Steven Seagal is a crazy dude. He's just wierd. But no matter how douchey he can be don't let that make you think Aikido is worthless in a street fight. It's actually one of the most effective arts to use in a street fight if you are good enough at it. I took it for 8 years and I know first hand how well it works on people who have no idea what to expect. Although it's not as dramatic as some YouTube videos I have seen.


----------



## Rygu (Jul 21, 2008)

WouldLuv2FightU said:


> It's actually one of the most effective arts to use in a street fight if you are good enough at it.
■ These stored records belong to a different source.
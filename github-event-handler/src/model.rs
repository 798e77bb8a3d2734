//! Core data model (§3): projects, revisions, builds, and the payload shape
//! forwarded to the build store.

use chrono::{DateTime, Utc};
use serde::{Deserialize, Serialize};

use crate::ids::{AppId, InstallationId};

/// The ref a push-style event builds against when the payload itself carries
/// no usable ref.
pub const DEFAULT_REF: &str = "refs/heads/master";

/// GitHub-side configuration for a registered project.
#[derive(Debug, Clone)]
pub struct GitHubProjectConfig {
    pub base_url: Option<String>,
    pub upload_url: Option<String>,
    /// Carried from the build store's project record (§3's data model) for
    /// downstream consumers that clone or push against the repo directly;
    /// the dispatcher itself always authenticates via a minted installation
    /// token, never this field.
    pub token: Option<String>,
}

/// A project the gateway knows how to build: a GitHub repository plus the
/// secret used to validate webhook deliveries for it.
#[derive(Debug, Clone)]
pub struct Project {
    pub id: String,
    /// `"owner/name"`.
    pub name: String,
    pub shared_secret: Option<String>,
    pub github: GitHubProjectConfig,
}

impl Project {
    pub fn owner_and_repo(&self) -> Option<(&str, &str)> {
        self.name.split_once('/')
    }
}

/// The commit and ref a build runs against.
#[derive(Debug, Clone, Default, PartialEq, Eq, Serialize, Deserialize)]
pub struct Revision {
    #[serde(default)]
    pub commit: String,
    #[serde(default)]
    pub r#ref: String,
}

impl Revision {
    pub fn with_default_ref(commit: impl Into<String>) -> Self {
        Self {
            commit: commit.into(),
            r#ref: DEFAULT_REF.to_string(),
        }
    }
}

/// A single unit of work handed to the build store.
#[derive(Debug, Clone, Serialize, Deserialize)]
pub struct Build {
    pub id: String,
    pub project_id: String,
    pub r#type: String,
    #[serde(default = "default_provider")]
    pub provider: String,
    pub revision: Revision,
    pub payload: Vec<u8>,
}

fn default_provider() -> String {
    "github".to_string()
}

impl Build {
    pub const PROVIDER: &'static str = "github";

    pub fn new(project_id: impl Into<String>, kind: impl Into<String>, revision: Revision, payload: Vec<u8>) -> Self {
        Self {
            id: uuid::Uuid::new_v4().to_string(),
            project_id: project_id.into(),
            r#type: kind.into(),
            provider: Self::PROVIDER.to_string(),
            revision,
            payload,
        }
    }
}

/// The payload handed to the downstream worker, merging the original GitHub
/// body with the installation token minted for this delivery.
#[derive(Debug, Clone, Serialize, Deserialize)]
pub struct ForwardedPayload {
    pub r#type: String,
    pub token: String,
    pub token_expires: Option<DateTime<Utc>>,
    #[serde(skip_serializing_if = "Option::is_none")]
    pub commit: Option<String>,
    #[serde(skip_serializing_if = "Option::is_none")]
    pub branch: Option<String>,
    pub body: serde_json::Value,
    #[serde(skip)]
    pub app_id: Option<AppId>,
    #[serde(skip)]
    pub installation_id: Option<InstallationId>,
}

/// Process-wide, startup-immutable GitHub App identity (§3's `AppContext`).
#[derive(Clone)]
pub struct AppContext {
    pub app_id: AppId,
    pub installation_id: Option<InstallationId>,
    pub key_pem: secrecy::SecretString,
}

impl std::fmt::Debug for AppContext {
    fn fmt(&self, f: &mut std::fmt::Formatter<'_>) -> std::fmt::Result {
        f.debug_struct("AppContext")
            .field("app_id", &self.app_id)
            .field("installation_id", &self.installation_id)
            .field("key_pem", &"<redacted>")
            .finish()
    }
}

/// A build the reporter has registered interest in: it carries an issue/PR
/// number and an installation token it can use to comment there if the
/// build's pod fails.
#[derive(Debug, Clone)]
pub struct CommentableBuild {
    pub build_id: String,
    pub project_name: String,
    pub issue_number: u64,
    pub installation_token: String,
}

/// Convention-bound pod name for a build's worker, per the glossary.
pub fn worker_pod_name(build_id: &str) -> String {
    format!("brigade-worker-{build_id}")
}
//! The downstream sink builds are handed to (§3, §4.4, §4.7). The gateway
//! only needs to look up a project by repository name and persist builds;
//! everything else (queuing, scheduling actual work) lives past this trait.

use crate::model::{Build, Project};

#[derive(Debug, snafu::Snafu)]
pub enum BuildStoreError {
    #[snafu(display("project store backend failed: {message}"))]
    Backend { message: String },
}

pub trait BuildStore: Send + Sync {
    fn get_project(
        &self,
        repo_full_name: &str,
    ) -> impl std::future::Future<Output = Result<Option<Project>, BuildStoreError>> + Send;

    fn create_build(
        &self,
        build: Build,
    ) -> impl std::future::Future<Output = Result<(), BuildStoreError>> + Send;
}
This is the truth. Aikido isn't about shitkicking your opponent. It's about not getting hit and using the opponents momentum against him. How effective it is on the ground i do not know. What i do know that if you go toe to toe with a brown-belt or higher in a street-fight, you probably won't land any strikes standing up.


----------



## khoveraki (Jun 28, 2009)

M_D said:


> yeah and we are not talking about just a some what decent shot we are talking about a great shot to the point of shooting the head off a q-tip and match, he says he said something about trying to light the match head also.
> 
> he has been a cop for 20 years.
> 
> ...



Let's not tote Aikido like it's some insanely effective killing art that's illegal because it's too dangerous. 

Small joint manipulation is illegal because fighters have no problem fighting with small broken joints, so the submissions would do nothing but endanger the fighter needlessly. Judo and Greco have been proven more effective for throws and trips and are therefor trained more. 



hitmachine44 said:


> Why is this even a topic? Did Steven Seagal come out and say he was confident in his "MMA" abilities? The answer is: No. So who ******* cares how Steven Seagal would fare in an MMA match?



MMA is at it's core about what happens in a "real" street fight, topics like this are exactly why MMA was created... why shit on the thread for no reason?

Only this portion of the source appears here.